Pidió comer platillo de fiesta: tamal, espagueti, sandwichón y pastel, y claro está, solicitó explícitamente que el tamal estuviera embarrado de merengue.
Vacunada contra el Covid-19
No recuerda a lo largo de su vida una pandemia como la de ahora, que le ha limitado salir y disfrutar de los parques, particularmente el de Las Américas, su favorito.

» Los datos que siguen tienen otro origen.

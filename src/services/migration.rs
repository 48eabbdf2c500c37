use crate::error::{IoOp, Result, WtfError};
use crate::models::{
    ACCOUNT_ARTIFACTS, CACHE_MARKER, CHARACTER_ARTIFACTS, CopyTarget, SAVED_VARIABLES_DIR,
    SAVED_VARIABLES_EXTENSION,
};
use crate::progress::{MigrationEvent, ProgressReporter};
use crate::services::dir_listing::{display_path, read_children};
use crate::services::substitution::IdentityRewriter;
use camino::{Utf8Path, Utf8PathBuf};
use regex::Regex;
use std::borrow::Cow;
use std::ffi::OsString;
use std::fmt;
use std::fs;
use std::io;
use std::path::Path;
use walkdir::WalkDir;

/// Steps of a migration, in execution order
#[derive(Debug, Clone, Copy, PartialEq, Eq)]
pub enum MigrationPhase {
    AccountFiles,
    CharacterFiles,
    AccountSavedVariables,
    CharacterSavedVariables,
    IdentitySubstitution,
    CacheInvalidation,
}

impl MigrationPhase {
    pub const ALL: [MigrationPhase; 6] = [
        MigrationPhase::AccountFiles,
        MigrationPhase::CharacterFiles,
        MigrationPhase::AccountSavedVariables,
        MigrationPhase::CharacterSavedVariables,
        MigrationPhase::IdentitySubstitution,
        MigrationPhase::CacheInvalidation,
    ];
}

impl fmt::Display for MigrationPhase {
    fn fmt(&self, f: &mut fmt::Formatter<'_>) -> fmt::Result {
        let name = match self {
            MigrationPhase::AccountFiles => "account configuration",
            MigrationPhase::CharacterFiles => "character configuration",
            MigrationPhase::AccountSavedVariables => "account saved variables",
            MigrationPhase::CharacterSavedVariables => "character saved variables",
            MigrationPhase::IdentitySubstitution => "identity substitution",
            MigrationPhase::CacheInvalidation => "cache invalidation",
        };
        f.write_str(name)
    }
}

/// Totals for a completed migration
#[derive(Debug, Clone, Default, PartialEq, Eq)]
pub struct MigrationReport {
    pub files_copied: usize,
    pub bytes_copied: u64,
    pub files_rewritten: usize,
    pub references_rewritten: usize,
    pub caches_removed: usize,
}

impl MigrationReport {
    pub fn summary(&self) -> String {
        format!(
            "{} files copied ({} bytes), {} references rewritten in {} files, {} cache markers removed",
            self.files_copied,
            self.bytes_copied,
            self.references_rewritten,
            self.files_rewritten,
            self.caches_removed
        )
    }
}

/// Service for copying configuration from one character to another
///
/// A migration runs six phases in order (see [`MigrationPhase`]):
/// 1. Copy the fixed account files (`bindings-cache.wtf`, `config-cache.wtf`,
///    `macros-cache.txt`)
/// 2. Copy the fixed character files (`AddOns.txt`, `config-cache.wtf`,
///    `layout-local.txt`, `macros-cache.txt`)
/// 3. Copy every `*.lua` file in the account `SavedVariables` directory
/// 4. Copy every `*.lua` file in the character `SavedVariables` directory
/// 5. Rewrite source character/server references in every `*.lua` file under the
///    destination account directory
/// 6. Delete `cache.md5` at the destination account and character directories
///
/// The first error stops the run. Files written by earlier phases stay on disk.
pub struct MigrationService {
    /// Matches saved-variable file names (`*.lua`)
    saved_variables_pattern: Regex,
}

impl MigrationService {
    pub fn new() -> Self {
        let pattern = format!(r"\.{}$", regex::escape(SAVED_VARIABLES_EXTENSION));
        Self {
            saved_variables_pattern: Regex::new(&pattern).expect("Invalid saved variables regex"),
        }
    }

    /// Whether `file_name` is a saved-variable file
    pub fn is_saved_variables_file(&self, file_name: &str) -> bool {
        self.saved_variables_pattern.is_match(file_name)
    }

    /// Copy `source`'s configuration over `destination`'s.
    ///
    /// # Errors
    ///
    /// Returns [`WtfError::Io`] for the first file or directory that cannot be read,
    /// copied, written or removed. A missing cache marker is not an error.
    pub fn migrate(
        &self,
        root: &Utf8Path,
        source: &CopyTarget,
        destination: &CopyTarget,
        reporter: &mut dyn ProgressReporter,
    ) -> Result<MigrationReport> {
        tracing::info!("Migrating {} -> {}", source, destination);

        let mut run = MigrationRun {
            service: self,
            rewriter: IdentityRewriter::new(&source.identity, &destination.identity),
            src_account: source.account_dir(root),
            dst_account: destination.account_dir(root),
            src_character: source.character_dir(root),
            dst_character: destination.character_dir(root),
            report: MigrationReport::default(),
            reporter,
        };

        for phase in MigrationPhase::ALL {
            run.reporter.report(MigrationEvent::PhaseStarted { phase });
            if let Err(e) = run.run_phase(phase) {
                run.reporter.report(MigrationEvent::Failed {
                    phase,
                    message: e.to_string(),
                });
                return Err(e);
            }
        }

        let report = run.report;
        run.reporter.report(MigrationEvent::Finished {
            report: report.clone(),
        });
        Ok(report)
    }
}

impl Default for MigrationService {
    fn default() -> Self {
        Self::new()
    }
}

/// State of one migration in progress
struct MigrationRun<'a> {
    service: &'a MigrationService,
    rewriter: IdentityRewriter,
    src_account: Utf8PathBuf,
    dst_account: Utf8PathBuf,
    src_character: Utf8PathBuf,
    dst_character: Utf8PathBuf,
    report: MigrationReport,
    reporter: &'a mut dyn ProgressReporter,
}

impl MigrationRun<'_> {
    fn run_phase(&mut self, phase: MigrationPhase) -> Result<()> {
        match phase {
            MigrationPhase::AccountFiles => {
                let (src, dst) = (self.src_account.clone(), self.dst_account.clone());
                self.copy_named(&src, &dst, &ACCOUNT_ARTIFACTS)
            }
            MigrationPhase::CharacterFiles => {
                let (src, dst) = (self.src_character.clone(), self.dst_character.clone());
                self.copy_named(&src, &dst, &CHARACTER_ARTIFACTS)
            }
            MigrationPhase::AccountSavedVariables => {
                let (src, dst) = (self.src_account.clone(), self.dst_account.clone());
                self.copy_saved_variables(&src, &dst)
            }
            MigrationPhase::CharacterSavedVariables => {
                let (src, dst) = (self.src_character.clone(), self.dst_character.clone());
                self.copy_saved_variables(&src, &dst)
            }
            MigrationPhase::IdentitySubstitution => self.rewrite_identities(),
            MigrationPhase::CacheInvalidation => {
                let account_marker = self.dst_account.join(CACHE_MARKER);
                let character_marker = self.dst_character.join(CACHE_MARKER);
                self.remove_cache_marker(&account_marker)?;
                self.remove_cache_marker(&character_marker)
            }
        }
    }

    fn copy_named(&mut self, src_dir: &Utf8Path, dst_dir: &Utf8Path, names: &[&str]) -> Result<()> {
        for name in names {
            self.copy_file(src_dir.join(name).as_std_path(), dst_dir.join(name).as_std_path())?;
        }
        Ok(())
    }

    /// Copy the `*.lua` files of `<src_dir>/SavedVariables`. The source directory must exist.
    ///
    /// File names that are not valid UTF-8 are copied as they are.
    fn copy_saved_variables(&mut self, src_dir: &Utf8Path, dst_dir: &Utf8Path) -> Result<()> {
        let src_sv = src_dir.join(SAVED_VARIABLES_DIR);
        let dst_sv = dst_dir.join(SAVED_VARIABLES_DIR);

        let listing = read_children(&src_sv)?;
        let mut files: Vec<OsString> = listing
            .children
            .into_iter()
            .filter(|c| !c.is_dir && self.service.is_saved_variables_file(&c.name))
            .map(|c| OsString::from(c.name))
            .collect();
        files.extend(
            listing
                .raw_children
                .into_iter()
                .filter(|c| {
                    !c.is_dir && self.service.is_saved_variables_file(&c.name.to_string_lossy())
                })
                .map(|c| c.name),
        );

        if files.is_empty() {
            tracing::debug!("No saved variables in {}", src_sv);
            return Ok(());
        }

        if !dst_sv.is_dir() {
            fs::create_dir_all(&dst_sv).map_err(|e| WtfError::io(IoOp::CreateDir, &dst_sv, e))?;
            self.reporter
                .report(MigrationEvent::DirectoryCreated { path: dst_sv.clone() });
        }

        for name in files {
            let from = src_sv.as_std_path().join(&name);
            let to = dst_sv.as_std_path().join(&name);
            self.copy_file(&from, &to)?;
        }
        Ok(())
    }

    fn copy_file(&mut self, from: &Path, to: &Path) -> Result<()> {
        // Copying a file onto itself would truncate it
        if from == to {
            tracing::warn!(
                "Source and destination are the same file, skipping {}",
                from.display()
            );
            return Ok(());
        }

        let bytes =
            fs::copy(from, to).map_err(|e| WtfError::io(IoOp::Copy, display_path(from), e))?;
        self.report.files_copied += 1;
        self.report.bytes_copied += bytes;
        self.reporter.report(MigrationEvent::FileCopied {
            from: display_path(from),
            to: display_path(to),
            bytes,
        });
        Ok(())
    }

    /// Rewrite identity references in every saved-variable file under the destination
    /// account, character directories included.
    fn rewrite_identities(&mut self) -> Result<()> {
        let walker = WalkDir::new(&self.dst_account).sort_by_file_name();

        for entry in walker {
            let entry = entry.map_err(|e| {
                let path = e
                    .path()
                    .map(display_path)
                    .unwrap_or_else(|| self.dst_account.clone());
                WtfError::io(IoOp::Walk, path, io::Error::from(e))
            })?;

            let is_saved_variables = entry.file_type().is_file()
                && self
                    .service
                    .is_saved_variables_file(&entry.file_name().to_string_lossy());
            if is_saved_variables {
                self.rewrite_file(entry.path())?;
            }
        }
        Ok(())
    }

    fn rewrite_file(&mut self, path: &Path) -> Result<()> {
        let data = fs::read(path).map_err(|e| WtfError::io(IoOp::Read, display_path(path), e))?;

        let rewritten = match self.rewriter.rewrite(&data) {
            Cow::Borrowed(_) => return Ok(()),
            Cow::Owned(rewritten) => rewritten,
        };
        let replacements = self.rewriter.count_matches(&data);

        fs::write(path, &rewritten)
            .map_err(|e| WtfError::io(IoOp::Write, display_path(path), e))?;
        self.report.files_rewritten += 1;
        self.report.references_rewritten += replacements;
        self.reporter.report(MigrationEvent::FileRewritten {
            path: display_path(path),
            replacements,
        });
        Ok(())
    }

    fn remove_cache_marker(&mut self, path: &Utf8Path) -> Result<()> {
        match fs::remove_file(path) {
            Ok(()) => {
                self.report.caches_removed += 1;
                self.reporter
                    .report(MigrationEvent::CacheRemoved { path: path.to_path_buf() });
                Ok(())
            }
            Err(e) if e.kind() == io::ErrorKind::NotFound => {
                self.reporter
                    .report(MigrationEvent::CacheAbsent { path: path.to_path_buf() });
                Ok(())
            }
            Err(e) => Err(WtfError::io(IoOp::Remove, path, e)),
        }
    }
}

Olga de la Cruz fue inmunizada con la vacuna de Pfizer, pero no le han puesto su segunda dosis, pues las veces que la han llevado la vacuna está agotada. Olga de la Cruz, pese a que ahora tiene que estar todo el tiempo en casa, disfruta del cariño de su familia, que la cuida y procura, y no duda en beber de inmediato cuando le ofrecen un vaso de leche con vitaminas. Quizá por eso su buena salud y longevidad, y porque lleva su vida sin estrés, feliz y tranquila.
Fuente de juventud Vida tranquila y amor familiar
Olga de la Cruz Ballina, de 101 años, come de todo, ve y oye bien y le fascinaba bailar.
Oye de todo
“Me encanta la música”, señala. Escucha de todo, tanto música en la radio, como en la televisión los canales de Bandamax y Telehit. No rechaza la música urbana ni el reguetón.
Bailadora
Bailar también le gusta y rememora las épocas en las que acudía a los bailes en donde el danzón y el pasodoble eran los ritmos de moda, y más recientemente, los bailes populares en las colonias, que no se perdía cuando le avisaban que había algún festejo. Ya casi no camina, por su edad.